Psycholog Guy Winch na łamach „Scientific American” podkreślił, że strata pupila pozostawia po sobie dotkliwą pustkę ze względu na obowiązki, które wiążą się z opieką nad zwierzęciem i wpływają na codzienny harmonogram dnia. To nagły brak codziennych spacerów w przypadku psów, wczesnych pobudek w celu nakarmienia kocich towarzyszy, wielu zabaw, miękkości futerka czy odgłosów, które wydawało zwierzę. Utrata stałych elementów codzienności może wiązać się z poczuciem bezcelowości i zagubienia.

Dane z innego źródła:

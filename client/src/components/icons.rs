//! Inline SVG icon set (stroke icons on a 24x24 grid).

#[cfg(test)]
#[path = "icons_test.rs"]
mod icons_test;

use leptos::prelude::*;

#[derive(Clone, Copy, Debug, PartialEq, Eq)]
pub enum IconKind {
    User,
    Phone,
    Truck,
    Mail,
    Message,
    MapPin,
    ArrowUpRight,
    ExternalLink,
    ChevronDown,
    Check,
}

impl IconKind {
    fn paths(self) -> &'static [&'static str] {
        match self {
            Self::User => &[
                "M19 21v-2a4 4 0 0 0-4-4H9a4 4 0 0 0-4 4v2",
                "M8 7a4 4 0 1 0 8 0a4 4 0 1 0-8 0",
            ],
            Self::Phone => &[
                "M22 16.92v3a2 2 0 0 1-2.18 2 19.79 19.79 0 0 1-8.63-3.07 19.5 19.5 0 0 1-6-6 19.79 19.79 0 0 1-3.07-8.67A2 2 0 0 1 4.11 2h3a2 2 0 0 1 2 1.72 12.84 12.84 0 0 0 .7 2.81 2 2 0 0 1-.45 2.11L8.09 9.91a16 16 0 0 0 6 6l1.27-1.27a2 2 0 0 1 2.11-.45 12.84 12.84 0 0 0 2.81.7A2 2 0 0 1 22 16.92z",
            ],
            Self::Truck => &[
                "M14 18V6a2 2 0 0 0-2-2H4a2 2 0 0 0-2 2v11a1 1 0 0 0 1 1h2",
                "M15 18H9",
                "M19 18h2a1 1 0 0 0 1-1v-3.65a1 1 0 0 0-.22-.62l-3.48-4.35A1 1 0 0 0 17.52 8H14",
                "M5 18a2 2 0 1 0 4 0a2 2 0 1 0-4 0",
                "M15 18a2 2 0 1 0 4 0a2 2 0 1 0-4 0",
            ],
            Self::Mail => &[
                "M4 4h16c1.1 0 2 .9 2 2v12c0 1.1-.9 2-2 2H4c-1.1 0-2-.9-2-2V6c0-1.1.9-2 2-2z",
                "M22 6l-10 7L2 6",
            ],
            Self::Message => &["M21 15a2 2 0 0 1-2 2H7l-4 4V5a2 2 0 0 1 2-2h14a2 2 0 0 1 2 2z"],
            Self::MapPin => &[
                "M20 10c0 6-8 12-8 12s-8-6-8-12a8 8 0 0 1 16 0Z",
                "M9 10a3 3 0 1 0 6 0a3 3 0 1 0-6 0",
            ],
            Self::ArrowUpRight => &["M7 7h10v10", "M7 17 17 7"],
            Self::ExternalLink => &[
                "M15 3h6v6",
                "M10 14 21 3",
                "M18 13v6a2 2 0 0 1-2 2H5a2 2 0 0 1-2-2V8a2 2 0 0 1 2-2h6",
            ],
            Self::ChevronDown => &["M19 9l-7 7-7-7"],
            Self::Check => &["M20 6 9 17l-5-5"],
        }
    }
}

/// Leading icon for a form control, chosen by field name.
pub fn icon_for_field(name: &str) -> Option<IconKind> {
    match name {
        "fullName" => Some(IconKind::User),
        "phoneNumber" => Some(IconKind::Phone),
        "serviceType" => Some(IconKind::Truck),
        "email" => Some(IconKind::Mail),
        "message" => Some(IconKind::Message),
        "trackingNumber" => Some(IconKind::MapPin),
        _ => None,
    }
}

#[component]
pub fn Icon(
    kind: IconKind,
    #[prop(default = 20)] size: u32,
    #[prop(optional)] class: &'static str,
) -> impl IntoView {
    view! {
        <svg
            class=format!("icon {class}")
            width=size.to_string()
            height=size.to_string()
            viewBox="0 0 24 24"
            fill="none"
            stroke="currentColor"
            stroke-width="2"
            stroke-linecap="round"
            stroke-linejoin="round"
            aria-hidden="true"
        >
            {kind.paths().iter().map(|d| view! { <path d=*d></path> }).collect_view()}
        </svg>
    }
}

Między ludźmi i zwierzętami nie pojawiają się różnice światopoglądowe oraz konflikty na ich podłożu. Jeśli zachowanie zwierzęcia okazuje się irytujące (drapanie kanapy czy pogryzienie dywanu), nie wynika ono ze złośliwości i nie wiąże się z długotrwałymi negatywnymi emocjami – przepraszające spojrzenie psich czy kocich oczu prowadzi raczej do zapomnienia o incydencie.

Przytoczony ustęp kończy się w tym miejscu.